LISTED RECORDS
################
use atoml::engine::config as core_config;
use std::path::PathBuf;

/// Where a dataset comes from and which property it is trained against.
#[derive(Debug, Clone, PartialEq)]
pub struct DataSettings {
    pub input: PathBuf,
    pub target: String,
}

#[derive(Debug, Clone, PartialEq)]
pub struct PredictSettings {
    pub data: DataSettings,
    pub output: Option<PathBuf>,
    pub core_config: core_config::PredictConfig,
}

#[derive(Debug, Clone, PartialEq)]
pub struct LearningCurveSettings {
    pub data: DataSettings,
    pub output: Option<PathBuf>,
    pub core_config: core_config::LearningCurveConfig,
}

#[derive(Debug, Clone, PartialEq)]
pub struct BuildSettings {
    pub data: DataSettings,
    pub core_config: core_config::BuildConfig,
}

#[derive(Debug, Clone, PartialEq)]
pub struct FeatureSettings {
    pub data: DataSettings,
    pub output: PathBuf,
    pub features: core_config::FeatureConfig,
}

#[derive(Debug, Clone, PartialEq)]
pub struct NebSettings {
    pub initial: PathBuf,
    pub final_state: PathBuf,
    pub potential: PathBuf,
    pub output: PathBuf,
    pub core_config: core_config::NebConfig,
}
################
WORK TO COMPLETE
Retype each entry exactly, missing none.

ANSWER FOR THIS EXERCISE
use atoml::engine::config as core_config;
use std::path::PathBuf;

/// Where a dataset comes from and which property it is trained against.
#[derive(Debug, Clone, PartialEq)]
pub struct DataSettings {
    pub input: PathBuf,
    pub target: String,
}

#[derive(Debug, Clone, PartialEq)]
pub struct PredictSettings {
    pub data: DataSettings,
    pub output: Option<PathBuf>,
    pub core_config: core_config::PredictConfig,
}

#[derive(Debug, Clone, PartialEq)]
pub struct LearningCurveSettings {
    pub data: DataSettings,
    pub output: Option<PathBuf>,
    pub core_config: core_config::LearningCurveConfig,
}

#[derive(Debug, Clone, PartialEq)]
pub struct BuildSettings {
    pub data: DataSettings,
    pub core_config: core_config::BuildConfig,
}

#[derive(Debug, Clone, PartialEq)]
pub struct FeatureSettings {
    pub data: DataSettings,
    pub output: PathBuf,
    pub features: core_config::FeatureConfig,
}

#[derive(Debug, Clone, PartialEq)]
pub struct NebSettings {
    pub initial: PathBuf,
    pub final_state: PathBuf,
    pub potential: PathBuf,
    pub output: PathBuf,
    pub core_config: core_config::NebConfig,
}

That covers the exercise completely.